This is followed by 10 lines of descriptive matter in small type, and then by the words in large type: 'MADE BY WALTER BAKER & CO., LIMITED, DORCHESTER, MASS.'

On the reverse side of the package appears in lavender color an attractive picture of a waitress with a white cap and apron, carrying in her outstretched hands a tray with two cups on it. Above the picture are the words, 'La Belle Chocolatiere,' and below it the words, 'Walter Baker & Co., Limited, Registered in U.S. Patent Office.'

The label on defendants' package being that of the Syracuse Baker upon whose rights they stand is of white color over a dark blue background. On it, in large green letters, appears this legend:

'JUSTICE Brand CHOCOLATE

Premium No. 1.

Highest Grade Made in the World.'

Then follow three lines only, of directions in small type; afterwards in bold large type the following: 'WILLIAM H. BAKER, SYRACUSE, INC.'

On the reverse side of their package is a representation of the Goddess of Justice in scarlet color holding aloft in one hand the scales of justice and in the other the conventional sword. Over the head is inscribed in large and prominent letters the words 'JUSTICE BRAND,' and beneath in like large and prominent letters are the words, 'COCOA AND CHOCOLATE, WILLIAM H. BAKER, SYRACUSE, INC.'

These labels are strikingly dissimilar, and each prominently and unevasively discloses the manufacturer of its contents. In the spirit of fairness which seemed to actuate both parties in the year 1899 and for several years thereafter, the labels were regarded and treated as quite sufficient to prevent any deception or confusion.
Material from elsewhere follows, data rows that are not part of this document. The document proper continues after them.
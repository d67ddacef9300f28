//! Bootstrap configuration loading and setting resolution
//!
//! Settings come from three places, highest priority first:
//! 1. Command-line arguments (handled by each binary)
//! 2. Environment variables
//! 3. TOML config file
//!
//! Anything still unset falls back to [`CompiledDefaults`].

use crate::{Error, Result};
use serde::{Deserialize, Serialize};
use std::path::{Path, PathBuf};
use tracing::{info, warn};

/// Application directory name under the platform config dir
pub const APP_DIR_NAME: &str = "raga-bgm";

/// Config file name inside [`APP_DIR_NAME`]
pub const CONFIG_FILE_NAME: &str = "config.toml";

/// Bootstrap configuration loaded from TOML
///
/// Every field is optional so that a partial (or missing) file still
/// produces a usable configuration.
#[derive(Debug, Clone, Default, Deserialize, Serialize)]
pub struct TomlConfig {
    /// Gemini API key (lowest priority source, ENV wins)
    #[serde(default)]
    pub gemini_api_key: Option<String>,

    /// Gemini model name, e.g. "gemini-1.5-flash"
    #[serde(default)]
    pub gemini_model: Option<String>,

    /// Base URL of the text-generation endpoint
    #[serde(default)]
    pub gemini_base_url: Option<String>,

    /// Request timeout for the text-generation call
    #[serde(default)]
    pub request_timeout_secs: Option<u64>,

    /// Directory the web service writes per-run artifacts into
    #[serde(default)]
    pub output_dir: Option<PathBuf>,

    /// HTTP port of the web service
    #[serde(default)]
    pub port: Option<u16>,

    /// Completed web runs kept for download before the oldest is evicted
    #[serde(default)]
    pub max_runs: Option<usize>,

    /// Logging configuration
    #[serde(default)]
    pub logging: LoggingConfig,
}

/// Logging configuration
#[derive(Debug, Clone, Deserialize, Serialize)]
pub struct LoggingConfig {
    /// Log level (trace, debug, info, warn, error)
    #[serde(default = "default_log_level")]
    pub level: String,

    /// Log file path (optional, logs to stderr if not specified)
    #[serde(default)]
    pub file: Option<PathBuf>,
}

impl Default for LoggingConfig {
    fn default() -> Self {
        Self {
            level: default_log_level(),
            file: None,
        }
    }
}

fn default_log_level() -> String {
    "info".to_string()
}

/// Built-in defaults used when neither ENV nor TOML provides a value
#[derive(Debug, Clone)]
pub struct CompiledDefaults {
    pub gemini_model: String,
    pub gemini_base_url: String,
    pub request_timeout_secs: u64,
    pub output_dir: PathBuf,
    pub port: u16,
    pub max_runs: usize,
}

impl Default for CompiledDefaults {
    fn default() -> Self {
        Self {
            gemini_model: "gemini-1.5-flash".to_string(),
            gemini_base_url: "https://generativelanguage.googleapis.com".to_string(),
            request_timeout_secs: 120,
            output_dir: PathBuf::from("raga_bgm_runs"),
            port: 5780,
            max_runs: 32,
        }
    }
}

/// Platform config file location, e.g. `~/.config/raga-bgm/config.toml`
pub fn default_config_path() -> Option<PathBuf> {
    dirs::config_dir().map(|d| d.join(APP_DIR_NAME).join(CONFIG_FILE_NAME))
}

/// Parse a TOML config file
pub fn load_toml_config(path: &Path) -> Result<TomlConfig> {
    let content = std::fs::read_to_string(path)
        .map_err(|e| Error::Config(format!("Read TOML {} failed: {}", path.display(), e)))?;
    toml::from_str(&content)
        .map_err(|e| Error::Config(format!("Parse TOML {} failed: {}", path.display(), e)))
}

/// Load the bootstrap config
///
/// An explicitly requested file must exist and parse. The platform default
/// file is optional: when it is absent the built-in defaults are used.
pub fn load_config(explicit: Option<&Path>) -> Result<TomlConfig> {
    if let Some(path) = explicit {
        let config = load_toml_config(path)?;
        info!("Loaded config from {}", path.display());
        return Ok(config);
    }

    match default_config_path() {
        Some(path) if path.exists() => {
            let config = load_toml_config(&path)?;
            info!("Loaded config from {}", path.display());
            Ok(config)
        }
        Some(path) => {
            warn!(
                "Config file {} not found, using built-in defaults",
                path.display()
            );
            Ok(TomlConfig::default())
        }
        None => {
            warn!("Could not determine config directory, using built-in defaults");
            Ok(TomlConfig::default())
        }
    }
}

/// A setting value together with where it came from
#[derive(Debug, Clone, PartialEq, Eq)]
pub struct ResolvedSetting {
    pub value: String,
    pub source: String,
}

/// Resolve a string setting from ENV (in the given order) then TOML
///
/// Blank values are ignored. When more than one source carries a value a
/// warning names them all, and the highest priority one wins.
pub fn resolve_setting(
    name: &str,
    env_vars: &[&str],
    toml_value: Option<&str>,
) -> Option<ResolvedSetting> {
    let mut candidates: Vec<ResolvedSetting> = Vec::new();

    for var in env_vars {
        if let Ok(value) = std::env::var(var) {
            if is_valid_key(&value) {
                candidates.push(ResolvedSetting {
                    value,
                    source: format!("environment ({})", var),
                });
            }
        }
    }

    if let Some(value) = toml_value {
        if is_valid_key(value) {
            candidates.push(ResolvedSetting {
                value: value.to_string(),
                source: "TOML".to_string(),
            });
        }
    }

    if candidates.len() > 1 {
        let sources: Vec<&str> = candidates.iter().map(|c| c.source.as_str()).collect();
        warn!(
            "{} found in multiple sources: {}. Using {}.",
            name,
            sources.join(", "),
            sources[0]
        );
    }

    let resolved = candidates.into_iter().next();
    if let Some(setting) = &resolved {
        info!("{} loaded from {}", name, setting.source);
    }
    resolved
}

/// Validate a key-like value (non-empty, non-whitespace)
pub fn is_valid_key(key: &str) -> bool {
    !key.trim().is_empty()
}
In the trial before the Circuit Court no claim was made that the Syracuse label failed to properly distinguish between the product of complainant and the Syracuse Baker, and the case was there argued and decided on the assumption that the labels on defendants' goods (which were the same as those of the Syracuse Baker from whom they purchased them) were undeceptive and lawful. There could not well be, neither has there been, any serious contention that defendants in handling the Syracuse Baker's product have been guilty of unfair competition by simulating complainant's labels or advertising matter. This kind of deception, being that which commonly characterizes unfair competition in trade, is conspicuously absent in this case.

Practically the only contention here is that defendants, who keep the product of both the Bakers for sale in their grocery at Columbus, have been guilty of unfair competition in trade because they have not on an inquiry by customers for 'Baker's Chocolate,' without more, handed out at once complainant's packages or have not affirmatively called attention to the fact that there were two kinds of Baker's chocolate, one Walter Baker's and the other William H. Baker's, and asked inquirers which they desired. This contention must be considered in the light of the following facts which are disclosed in the record:

The complainant under the name of 'Walter Baker & Co.' and its predecessors had for a long time and until about the year 1895, when one W. H. Baker of Virginia and later William H. Baker of Syracuse, engaged in the chocolate business, enjoyed a practical monopoly of the name of 'Baker' in connection with that business. Prior to this date its product had been commonly known and referred to as 'Baker's' chocolate or cocoa, and even up to the time the testimony was taken in this case in 1907 the word 'Baker' used alone, in common speech, concerning chocolate or cocoa, had generally denoted the product of the complainant company. But the defendants the Gray Mercantile Company prior to the institution of this suit had established a large demand in Columbus for the product of William H. Baker of Syracuse, which had there become so well known for its excellence that many purchased it in preference to the Walter Baker product. There is considerable evidence to the effect that, since William H. Baker of Syracuse entered into the business, a growing disposition has arisen to discriminate between the Bakers, when calling for chocolate. Customers desiring complainant's goods are beginning to call for 'Walter Baker's.' Even the complainant company in its advertisements in recent years has recognized the necessity for this discrimination and has emphasized it by urging purchasers to specify 'Walter Baker's' goods in making their orders. Not only so, but in these later years complainant's product has become very generally known and ordered by purchasers by distinguishing names other than 'Baker's,' as, for example, the 'Yellow Label,' the 'Chocolate Girl,' and frequently as 'Baker's Yellow Label,' or 'Baker's Chocolate Girl.'

The retail selling price of the products of both Bakers at Columbus was the same; but defendants, being able to purchase the Syracuse Baker's chocolate at a less price than the Walter Baker's, made a little greater profit by selling the former to its customers rather than the latter; and, when Baker's chocolate without further specification or other description was asked for, they generally handed out the William H. Baker package. There having been an extensive demand for both these products in and about Columbus, users became entirely familiar with the dress of the different packages, and recognized complainant's as the 'Yellow Label' or the 'Chocolate Girl,' and often called for them by either of those names. These and other distinguishing marks upon complainant's packages were so well known that purchasers of ordinary perception could not have failed to quickly discover that some other brand of chocolate or cocoa had been palmed off for Walter Baker's if such had been attempted. If a William H. Baker package bearing its peculiar and impressive labels had ever been offered to a customer calling for or wanting a Walter Baker package, the latter's sense of sight would have immediately come to his assistance and it would have been rejected. In the nature of things, therefore, the public has not...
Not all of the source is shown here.